_PROVIDED INFORMATION_
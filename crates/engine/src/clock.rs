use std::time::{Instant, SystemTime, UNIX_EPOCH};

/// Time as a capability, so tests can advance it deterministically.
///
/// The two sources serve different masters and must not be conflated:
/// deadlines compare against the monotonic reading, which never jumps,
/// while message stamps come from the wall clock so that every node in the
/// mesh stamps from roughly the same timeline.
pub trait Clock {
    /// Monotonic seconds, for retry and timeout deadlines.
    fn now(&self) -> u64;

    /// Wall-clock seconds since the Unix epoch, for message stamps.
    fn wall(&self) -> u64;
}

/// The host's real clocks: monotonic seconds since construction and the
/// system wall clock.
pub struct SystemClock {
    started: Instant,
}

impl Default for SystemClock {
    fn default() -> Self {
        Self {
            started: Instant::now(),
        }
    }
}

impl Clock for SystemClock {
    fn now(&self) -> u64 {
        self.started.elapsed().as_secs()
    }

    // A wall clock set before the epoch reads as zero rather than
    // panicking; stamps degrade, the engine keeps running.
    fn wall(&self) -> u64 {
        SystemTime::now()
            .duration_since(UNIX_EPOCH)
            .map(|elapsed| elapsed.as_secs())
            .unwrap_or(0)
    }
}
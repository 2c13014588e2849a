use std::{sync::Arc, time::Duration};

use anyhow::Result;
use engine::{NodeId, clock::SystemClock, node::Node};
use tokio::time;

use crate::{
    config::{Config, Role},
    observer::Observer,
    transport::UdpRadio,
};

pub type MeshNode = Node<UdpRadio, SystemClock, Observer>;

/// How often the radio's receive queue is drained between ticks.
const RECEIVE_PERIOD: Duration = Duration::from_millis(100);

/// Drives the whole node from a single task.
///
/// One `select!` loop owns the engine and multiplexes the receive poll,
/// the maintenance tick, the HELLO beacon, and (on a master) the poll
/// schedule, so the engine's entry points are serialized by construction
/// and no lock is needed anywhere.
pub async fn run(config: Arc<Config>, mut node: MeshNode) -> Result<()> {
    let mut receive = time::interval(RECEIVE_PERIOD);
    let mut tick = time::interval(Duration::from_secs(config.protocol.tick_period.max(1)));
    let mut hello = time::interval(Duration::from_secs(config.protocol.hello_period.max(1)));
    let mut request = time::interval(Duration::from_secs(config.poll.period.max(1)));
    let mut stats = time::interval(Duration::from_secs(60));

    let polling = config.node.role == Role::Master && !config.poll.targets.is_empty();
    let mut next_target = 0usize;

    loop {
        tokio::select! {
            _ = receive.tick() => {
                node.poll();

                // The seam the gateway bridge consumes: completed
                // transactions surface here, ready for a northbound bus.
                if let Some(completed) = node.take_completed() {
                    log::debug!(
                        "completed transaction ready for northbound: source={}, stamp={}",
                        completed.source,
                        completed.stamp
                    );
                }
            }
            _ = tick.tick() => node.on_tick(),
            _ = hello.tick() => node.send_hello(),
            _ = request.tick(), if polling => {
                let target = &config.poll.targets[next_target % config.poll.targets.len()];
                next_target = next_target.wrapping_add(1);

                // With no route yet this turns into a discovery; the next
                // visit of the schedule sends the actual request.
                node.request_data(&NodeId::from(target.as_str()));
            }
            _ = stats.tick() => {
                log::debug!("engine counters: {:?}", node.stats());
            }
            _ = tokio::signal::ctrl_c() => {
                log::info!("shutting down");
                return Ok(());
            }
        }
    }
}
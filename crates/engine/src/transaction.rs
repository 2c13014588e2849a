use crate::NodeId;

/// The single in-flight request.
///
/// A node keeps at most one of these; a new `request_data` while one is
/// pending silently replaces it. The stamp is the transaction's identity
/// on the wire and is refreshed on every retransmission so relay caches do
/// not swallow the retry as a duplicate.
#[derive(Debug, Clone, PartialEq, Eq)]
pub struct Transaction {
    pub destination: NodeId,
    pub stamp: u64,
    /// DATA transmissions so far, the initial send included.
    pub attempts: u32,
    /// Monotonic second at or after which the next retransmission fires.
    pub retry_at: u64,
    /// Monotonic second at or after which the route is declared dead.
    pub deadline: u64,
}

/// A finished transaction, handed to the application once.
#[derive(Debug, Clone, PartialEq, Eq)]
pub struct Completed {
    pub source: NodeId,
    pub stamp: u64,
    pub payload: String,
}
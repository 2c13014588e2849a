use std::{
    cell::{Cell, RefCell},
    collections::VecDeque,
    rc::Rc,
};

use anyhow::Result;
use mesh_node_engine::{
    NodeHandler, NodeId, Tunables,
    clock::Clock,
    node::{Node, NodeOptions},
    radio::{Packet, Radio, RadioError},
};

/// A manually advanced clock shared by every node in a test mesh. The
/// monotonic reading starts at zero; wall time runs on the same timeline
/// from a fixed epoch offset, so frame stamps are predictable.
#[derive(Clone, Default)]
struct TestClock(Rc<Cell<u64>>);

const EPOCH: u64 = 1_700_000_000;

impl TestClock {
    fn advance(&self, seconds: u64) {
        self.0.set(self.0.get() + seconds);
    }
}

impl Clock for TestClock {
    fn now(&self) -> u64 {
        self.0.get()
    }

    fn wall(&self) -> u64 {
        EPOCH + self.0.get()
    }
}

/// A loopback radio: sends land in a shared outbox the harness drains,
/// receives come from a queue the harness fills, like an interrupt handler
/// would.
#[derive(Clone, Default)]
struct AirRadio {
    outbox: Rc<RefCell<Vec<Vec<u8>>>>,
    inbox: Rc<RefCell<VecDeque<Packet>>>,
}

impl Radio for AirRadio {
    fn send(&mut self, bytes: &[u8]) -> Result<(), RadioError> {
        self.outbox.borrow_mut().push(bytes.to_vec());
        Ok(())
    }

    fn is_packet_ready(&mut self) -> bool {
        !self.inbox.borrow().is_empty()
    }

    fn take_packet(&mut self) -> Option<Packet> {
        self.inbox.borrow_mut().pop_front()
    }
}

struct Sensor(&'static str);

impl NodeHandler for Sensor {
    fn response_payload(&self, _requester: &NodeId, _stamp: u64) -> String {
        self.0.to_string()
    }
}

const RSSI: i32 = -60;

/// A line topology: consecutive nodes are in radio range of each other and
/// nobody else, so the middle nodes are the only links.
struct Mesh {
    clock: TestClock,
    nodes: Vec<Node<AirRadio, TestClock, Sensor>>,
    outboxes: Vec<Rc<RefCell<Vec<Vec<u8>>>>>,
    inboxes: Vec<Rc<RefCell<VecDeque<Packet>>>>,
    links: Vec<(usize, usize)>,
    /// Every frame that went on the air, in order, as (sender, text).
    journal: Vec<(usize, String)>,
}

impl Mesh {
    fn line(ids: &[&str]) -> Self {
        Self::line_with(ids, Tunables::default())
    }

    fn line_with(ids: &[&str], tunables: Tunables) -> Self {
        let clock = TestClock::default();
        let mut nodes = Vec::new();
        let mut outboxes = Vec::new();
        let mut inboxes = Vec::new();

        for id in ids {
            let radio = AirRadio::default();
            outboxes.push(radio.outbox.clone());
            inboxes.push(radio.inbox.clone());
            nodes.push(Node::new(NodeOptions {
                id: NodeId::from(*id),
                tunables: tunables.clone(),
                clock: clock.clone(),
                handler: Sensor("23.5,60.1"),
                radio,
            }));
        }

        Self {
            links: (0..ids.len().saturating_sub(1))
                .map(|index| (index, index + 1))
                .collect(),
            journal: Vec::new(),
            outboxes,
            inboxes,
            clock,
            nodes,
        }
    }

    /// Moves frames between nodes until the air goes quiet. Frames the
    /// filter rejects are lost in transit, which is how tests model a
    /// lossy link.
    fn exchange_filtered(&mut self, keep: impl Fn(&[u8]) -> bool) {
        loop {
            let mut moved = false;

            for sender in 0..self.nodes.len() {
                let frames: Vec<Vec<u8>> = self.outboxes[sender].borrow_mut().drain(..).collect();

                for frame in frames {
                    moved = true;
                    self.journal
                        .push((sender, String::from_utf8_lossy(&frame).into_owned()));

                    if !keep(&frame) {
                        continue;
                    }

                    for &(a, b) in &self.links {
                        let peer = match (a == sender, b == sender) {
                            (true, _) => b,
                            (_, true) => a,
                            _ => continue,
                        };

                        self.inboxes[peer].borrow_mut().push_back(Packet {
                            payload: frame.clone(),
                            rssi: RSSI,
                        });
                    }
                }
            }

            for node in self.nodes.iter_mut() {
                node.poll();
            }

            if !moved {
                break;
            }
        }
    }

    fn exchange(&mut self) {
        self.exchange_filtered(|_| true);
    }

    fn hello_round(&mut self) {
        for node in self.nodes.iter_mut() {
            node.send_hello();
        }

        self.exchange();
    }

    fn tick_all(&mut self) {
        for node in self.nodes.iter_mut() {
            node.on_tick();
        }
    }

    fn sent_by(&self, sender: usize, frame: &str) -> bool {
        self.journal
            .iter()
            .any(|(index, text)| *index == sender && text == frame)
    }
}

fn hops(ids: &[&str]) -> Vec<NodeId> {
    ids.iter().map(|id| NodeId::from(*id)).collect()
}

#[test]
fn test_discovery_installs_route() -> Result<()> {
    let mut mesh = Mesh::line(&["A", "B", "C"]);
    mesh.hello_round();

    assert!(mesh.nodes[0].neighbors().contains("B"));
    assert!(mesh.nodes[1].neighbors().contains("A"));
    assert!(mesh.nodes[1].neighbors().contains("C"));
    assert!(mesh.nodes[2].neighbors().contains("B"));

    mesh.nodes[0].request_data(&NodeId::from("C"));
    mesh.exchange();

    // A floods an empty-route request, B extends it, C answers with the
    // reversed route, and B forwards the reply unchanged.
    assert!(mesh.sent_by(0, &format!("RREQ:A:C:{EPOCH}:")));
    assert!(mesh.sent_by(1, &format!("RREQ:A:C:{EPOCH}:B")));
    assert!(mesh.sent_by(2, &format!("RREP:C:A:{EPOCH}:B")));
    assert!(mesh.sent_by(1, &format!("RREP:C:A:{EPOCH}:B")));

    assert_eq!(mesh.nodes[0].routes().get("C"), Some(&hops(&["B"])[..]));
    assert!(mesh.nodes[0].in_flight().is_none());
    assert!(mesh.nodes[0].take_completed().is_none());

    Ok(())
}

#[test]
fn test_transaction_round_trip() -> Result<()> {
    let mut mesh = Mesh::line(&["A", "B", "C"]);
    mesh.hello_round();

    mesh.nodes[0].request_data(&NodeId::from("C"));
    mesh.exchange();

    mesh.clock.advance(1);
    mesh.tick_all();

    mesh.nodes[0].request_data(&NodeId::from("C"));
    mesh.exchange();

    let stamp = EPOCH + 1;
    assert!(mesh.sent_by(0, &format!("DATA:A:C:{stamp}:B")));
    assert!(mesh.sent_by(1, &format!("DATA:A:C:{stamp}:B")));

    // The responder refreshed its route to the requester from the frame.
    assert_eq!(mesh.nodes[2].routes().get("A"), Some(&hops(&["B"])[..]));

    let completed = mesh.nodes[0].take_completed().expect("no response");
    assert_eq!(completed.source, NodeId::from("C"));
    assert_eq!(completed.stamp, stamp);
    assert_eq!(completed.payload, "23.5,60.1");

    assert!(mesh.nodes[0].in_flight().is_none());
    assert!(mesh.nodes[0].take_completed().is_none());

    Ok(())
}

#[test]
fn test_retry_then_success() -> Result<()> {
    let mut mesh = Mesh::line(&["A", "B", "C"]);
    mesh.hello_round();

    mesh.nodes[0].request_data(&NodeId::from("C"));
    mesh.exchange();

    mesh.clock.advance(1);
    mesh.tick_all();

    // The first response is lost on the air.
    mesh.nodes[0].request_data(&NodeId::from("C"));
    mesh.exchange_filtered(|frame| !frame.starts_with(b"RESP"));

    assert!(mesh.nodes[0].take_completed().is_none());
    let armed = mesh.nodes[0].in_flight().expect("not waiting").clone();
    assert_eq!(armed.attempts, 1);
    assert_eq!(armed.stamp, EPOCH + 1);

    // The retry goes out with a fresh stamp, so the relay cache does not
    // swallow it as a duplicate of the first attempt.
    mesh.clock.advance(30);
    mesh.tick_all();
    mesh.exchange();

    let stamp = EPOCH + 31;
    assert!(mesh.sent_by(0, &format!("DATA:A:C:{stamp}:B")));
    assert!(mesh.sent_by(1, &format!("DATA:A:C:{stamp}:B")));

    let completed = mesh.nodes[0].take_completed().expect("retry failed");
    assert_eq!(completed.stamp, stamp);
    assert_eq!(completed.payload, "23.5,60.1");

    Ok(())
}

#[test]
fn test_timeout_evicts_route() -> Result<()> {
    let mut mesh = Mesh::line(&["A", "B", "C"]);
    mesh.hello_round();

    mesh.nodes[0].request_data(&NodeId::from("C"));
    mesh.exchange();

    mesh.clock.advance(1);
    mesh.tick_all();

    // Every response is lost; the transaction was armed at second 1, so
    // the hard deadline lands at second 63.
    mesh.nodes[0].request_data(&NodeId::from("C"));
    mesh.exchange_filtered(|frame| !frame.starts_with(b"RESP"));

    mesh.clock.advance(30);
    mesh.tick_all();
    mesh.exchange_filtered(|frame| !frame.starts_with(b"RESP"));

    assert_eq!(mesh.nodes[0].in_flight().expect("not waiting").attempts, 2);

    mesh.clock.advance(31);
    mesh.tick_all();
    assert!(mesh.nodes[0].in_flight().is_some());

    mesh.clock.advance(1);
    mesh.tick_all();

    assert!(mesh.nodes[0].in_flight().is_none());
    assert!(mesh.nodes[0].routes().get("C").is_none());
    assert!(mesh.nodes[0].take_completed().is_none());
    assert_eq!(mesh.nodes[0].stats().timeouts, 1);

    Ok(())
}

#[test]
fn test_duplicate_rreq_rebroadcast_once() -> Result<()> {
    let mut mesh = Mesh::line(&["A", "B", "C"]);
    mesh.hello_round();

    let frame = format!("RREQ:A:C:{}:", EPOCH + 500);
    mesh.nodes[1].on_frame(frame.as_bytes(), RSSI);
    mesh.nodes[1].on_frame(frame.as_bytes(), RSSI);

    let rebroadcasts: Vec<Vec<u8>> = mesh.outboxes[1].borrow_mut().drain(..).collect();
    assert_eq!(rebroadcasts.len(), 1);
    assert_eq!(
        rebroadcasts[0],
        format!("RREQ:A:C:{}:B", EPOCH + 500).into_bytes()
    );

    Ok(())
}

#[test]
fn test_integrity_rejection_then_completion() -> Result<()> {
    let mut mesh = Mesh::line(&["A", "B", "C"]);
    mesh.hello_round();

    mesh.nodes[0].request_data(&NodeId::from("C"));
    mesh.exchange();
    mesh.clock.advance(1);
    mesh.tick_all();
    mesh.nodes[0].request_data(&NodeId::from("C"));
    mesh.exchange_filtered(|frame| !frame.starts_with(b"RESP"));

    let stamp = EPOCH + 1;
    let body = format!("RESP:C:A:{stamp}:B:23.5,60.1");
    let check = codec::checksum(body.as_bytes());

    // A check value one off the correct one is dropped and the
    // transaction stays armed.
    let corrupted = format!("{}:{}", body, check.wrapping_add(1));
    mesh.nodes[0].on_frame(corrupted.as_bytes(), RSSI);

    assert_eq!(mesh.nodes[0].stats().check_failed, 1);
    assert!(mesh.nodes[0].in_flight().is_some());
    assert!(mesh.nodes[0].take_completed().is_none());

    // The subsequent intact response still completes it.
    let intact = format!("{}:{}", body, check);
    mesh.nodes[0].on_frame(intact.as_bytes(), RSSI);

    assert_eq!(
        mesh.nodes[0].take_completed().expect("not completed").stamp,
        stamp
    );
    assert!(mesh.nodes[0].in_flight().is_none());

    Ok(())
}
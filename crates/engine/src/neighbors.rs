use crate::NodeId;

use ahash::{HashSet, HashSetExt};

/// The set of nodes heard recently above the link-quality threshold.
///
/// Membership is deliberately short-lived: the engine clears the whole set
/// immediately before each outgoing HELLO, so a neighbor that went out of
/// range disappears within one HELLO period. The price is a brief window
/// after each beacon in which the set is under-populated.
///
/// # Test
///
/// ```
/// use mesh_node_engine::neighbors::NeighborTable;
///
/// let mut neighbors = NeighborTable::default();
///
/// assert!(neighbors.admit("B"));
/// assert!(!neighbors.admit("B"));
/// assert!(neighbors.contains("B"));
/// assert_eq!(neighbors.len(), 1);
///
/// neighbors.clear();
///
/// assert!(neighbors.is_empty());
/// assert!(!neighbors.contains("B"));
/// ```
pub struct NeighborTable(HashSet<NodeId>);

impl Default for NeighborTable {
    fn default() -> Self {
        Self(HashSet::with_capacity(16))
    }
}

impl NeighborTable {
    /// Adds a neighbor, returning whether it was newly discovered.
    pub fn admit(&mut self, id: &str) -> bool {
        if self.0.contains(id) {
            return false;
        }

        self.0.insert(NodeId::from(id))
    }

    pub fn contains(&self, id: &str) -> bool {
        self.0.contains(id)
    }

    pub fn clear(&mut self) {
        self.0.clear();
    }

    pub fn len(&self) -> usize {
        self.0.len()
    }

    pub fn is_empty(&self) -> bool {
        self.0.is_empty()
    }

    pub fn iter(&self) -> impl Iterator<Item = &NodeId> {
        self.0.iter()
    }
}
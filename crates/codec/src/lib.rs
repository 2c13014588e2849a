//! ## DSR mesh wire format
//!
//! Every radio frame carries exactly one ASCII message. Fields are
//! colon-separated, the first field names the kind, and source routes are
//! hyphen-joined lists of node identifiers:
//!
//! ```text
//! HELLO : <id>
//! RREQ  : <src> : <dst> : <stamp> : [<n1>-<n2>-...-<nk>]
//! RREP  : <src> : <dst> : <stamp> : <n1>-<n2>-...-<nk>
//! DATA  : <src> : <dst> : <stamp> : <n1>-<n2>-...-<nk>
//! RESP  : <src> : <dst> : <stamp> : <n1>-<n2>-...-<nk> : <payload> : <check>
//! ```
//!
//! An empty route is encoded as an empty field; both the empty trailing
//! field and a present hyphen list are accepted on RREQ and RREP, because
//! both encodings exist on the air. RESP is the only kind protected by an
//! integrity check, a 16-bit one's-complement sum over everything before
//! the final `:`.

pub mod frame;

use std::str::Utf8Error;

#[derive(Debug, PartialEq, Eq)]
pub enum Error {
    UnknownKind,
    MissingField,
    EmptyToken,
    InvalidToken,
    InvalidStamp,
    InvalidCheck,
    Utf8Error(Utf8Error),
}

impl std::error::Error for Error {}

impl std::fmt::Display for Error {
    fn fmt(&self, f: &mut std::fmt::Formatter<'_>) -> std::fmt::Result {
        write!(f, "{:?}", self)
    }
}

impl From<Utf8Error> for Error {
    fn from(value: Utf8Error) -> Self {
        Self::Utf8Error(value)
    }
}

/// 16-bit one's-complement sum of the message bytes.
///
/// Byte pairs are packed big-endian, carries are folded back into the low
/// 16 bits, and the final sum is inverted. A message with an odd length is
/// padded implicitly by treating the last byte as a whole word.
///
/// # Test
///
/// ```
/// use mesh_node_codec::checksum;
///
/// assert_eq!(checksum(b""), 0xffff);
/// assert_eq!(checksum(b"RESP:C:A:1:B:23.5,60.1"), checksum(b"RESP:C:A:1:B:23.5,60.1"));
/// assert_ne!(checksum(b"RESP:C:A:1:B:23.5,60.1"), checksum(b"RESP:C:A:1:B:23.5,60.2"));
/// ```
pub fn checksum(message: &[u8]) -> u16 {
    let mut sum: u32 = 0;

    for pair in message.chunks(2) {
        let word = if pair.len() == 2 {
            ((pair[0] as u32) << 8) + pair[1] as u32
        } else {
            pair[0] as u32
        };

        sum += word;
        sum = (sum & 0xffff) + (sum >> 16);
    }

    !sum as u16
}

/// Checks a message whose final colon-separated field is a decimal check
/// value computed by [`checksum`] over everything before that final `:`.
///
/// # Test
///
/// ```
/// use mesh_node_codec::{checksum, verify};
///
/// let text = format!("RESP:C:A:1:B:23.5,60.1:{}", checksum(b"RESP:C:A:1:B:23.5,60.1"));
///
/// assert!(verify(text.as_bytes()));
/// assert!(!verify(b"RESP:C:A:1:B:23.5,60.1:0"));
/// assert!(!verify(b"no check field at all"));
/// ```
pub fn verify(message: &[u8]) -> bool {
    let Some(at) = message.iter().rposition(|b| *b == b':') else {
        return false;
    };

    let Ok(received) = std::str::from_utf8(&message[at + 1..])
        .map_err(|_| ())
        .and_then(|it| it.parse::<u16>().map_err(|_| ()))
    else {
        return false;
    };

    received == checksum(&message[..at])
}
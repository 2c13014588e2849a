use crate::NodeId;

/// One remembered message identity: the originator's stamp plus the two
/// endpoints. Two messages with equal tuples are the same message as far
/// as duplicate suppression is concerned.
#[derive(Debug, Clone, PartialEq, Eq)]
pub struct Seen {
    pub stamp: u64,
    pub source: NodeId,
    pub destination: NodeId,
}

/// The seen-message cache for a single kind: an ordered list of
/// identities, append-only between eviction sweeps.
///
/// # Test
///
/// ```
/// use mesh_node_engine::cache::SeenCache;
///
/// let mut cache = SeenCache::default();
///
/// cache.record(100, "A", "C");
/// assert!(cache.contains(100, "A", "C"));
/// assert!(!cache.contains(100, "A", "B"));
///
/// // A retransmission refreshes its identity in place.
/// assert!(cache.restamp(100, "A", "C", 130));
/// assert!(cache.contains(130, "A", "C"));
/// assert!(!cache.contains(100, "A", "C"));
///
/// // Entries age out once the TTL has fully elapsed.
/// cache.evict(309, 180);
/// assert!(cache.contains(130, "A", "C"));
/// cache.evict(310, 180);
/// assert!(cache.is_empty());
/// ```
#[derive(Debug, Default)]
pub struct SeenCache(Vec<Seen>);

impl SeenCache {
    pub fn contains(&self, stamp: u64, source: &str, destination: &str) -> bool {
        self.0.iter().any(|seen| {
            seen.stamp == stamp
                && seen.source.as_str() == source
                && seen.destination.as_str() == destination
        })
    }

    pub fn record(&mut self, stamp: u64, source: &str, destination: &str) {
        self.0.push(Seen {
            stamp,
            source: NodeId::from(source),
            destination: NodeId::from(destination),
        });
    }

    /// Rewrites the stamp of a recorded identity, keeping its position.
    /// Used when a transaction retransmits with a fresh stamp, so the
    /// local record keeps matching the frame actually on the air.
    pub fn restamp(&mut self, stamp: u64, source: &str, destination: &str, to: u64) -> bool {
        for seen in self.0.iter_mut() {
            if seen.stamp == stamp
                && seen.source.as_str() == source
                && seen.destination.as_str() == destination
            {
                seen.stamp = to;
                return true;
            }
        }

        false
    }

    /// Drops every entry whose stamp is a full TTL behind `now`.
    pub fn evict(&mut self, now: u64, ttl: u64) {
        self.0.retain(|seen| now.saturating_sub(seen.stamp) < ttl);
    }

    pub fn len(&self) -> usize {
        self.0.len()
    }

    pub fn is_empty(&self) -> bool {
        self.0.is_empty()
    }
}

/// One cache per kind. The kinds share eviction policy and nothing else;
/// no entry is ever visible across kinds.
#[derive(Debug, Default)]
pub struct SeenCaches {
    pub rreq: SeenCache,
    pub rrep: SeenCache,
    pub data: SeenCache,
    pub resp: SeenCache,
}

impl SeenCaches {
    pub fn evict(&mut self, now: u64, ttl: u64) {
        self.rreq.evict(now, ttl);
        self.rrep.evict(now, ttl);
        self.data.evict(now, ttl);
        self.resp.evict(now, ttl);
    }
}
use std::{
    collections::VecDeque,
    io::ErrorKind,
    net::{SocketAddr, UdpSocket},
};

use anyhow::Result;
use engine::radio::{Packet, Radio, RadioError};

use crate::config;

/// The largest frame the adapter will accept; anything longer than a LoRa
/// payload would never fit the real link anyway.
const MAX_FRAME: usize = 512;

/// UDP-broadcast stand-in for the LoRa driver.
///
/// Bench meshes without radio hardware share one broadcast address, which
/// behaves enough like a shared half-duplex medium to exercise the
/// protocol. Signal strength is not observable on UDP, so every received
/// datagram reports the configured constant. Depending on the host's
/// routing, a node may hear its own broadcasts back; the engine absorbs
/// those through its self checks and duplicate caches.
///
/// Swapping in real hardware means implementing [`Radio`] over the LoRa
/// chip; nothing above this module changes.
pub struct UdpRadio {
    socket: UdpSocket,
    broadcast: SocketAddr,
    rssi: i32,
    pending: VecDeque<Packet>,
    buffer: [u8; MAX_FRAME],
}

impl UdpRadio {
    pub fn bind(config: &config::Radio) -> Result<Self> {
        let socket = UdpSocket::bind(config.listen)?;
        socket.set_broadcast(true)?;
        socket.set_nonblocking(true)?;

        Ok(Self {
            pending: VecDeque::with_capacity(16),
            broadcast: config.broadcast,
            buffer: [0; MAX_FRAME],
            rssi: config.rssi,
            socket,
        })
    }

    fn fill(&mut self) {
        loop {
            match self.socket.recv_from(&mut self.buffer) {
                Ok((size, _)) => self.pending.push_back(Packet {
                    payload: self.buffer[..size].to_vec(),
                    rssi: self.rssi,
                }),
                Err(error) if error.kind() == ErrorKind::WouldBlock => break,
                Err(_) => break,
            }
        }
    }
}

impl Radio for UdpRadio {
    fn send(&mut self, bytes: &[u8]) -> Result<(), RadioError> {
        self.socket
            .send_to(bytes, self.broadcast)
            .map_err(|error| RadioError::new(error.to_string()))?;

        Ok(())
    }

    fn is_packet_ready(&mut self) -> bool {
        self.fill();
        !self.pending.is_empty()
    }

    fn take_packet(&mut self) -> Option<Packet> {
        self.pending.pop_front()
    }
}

_ABOUT THIS EXERCISE_
Copy every line of the listing containing the string "come".

_TASK RESULT_
/// while message stamps come from the wall clock so that every node in the
/// receives come from a queue the harness fills, like an interrupt handler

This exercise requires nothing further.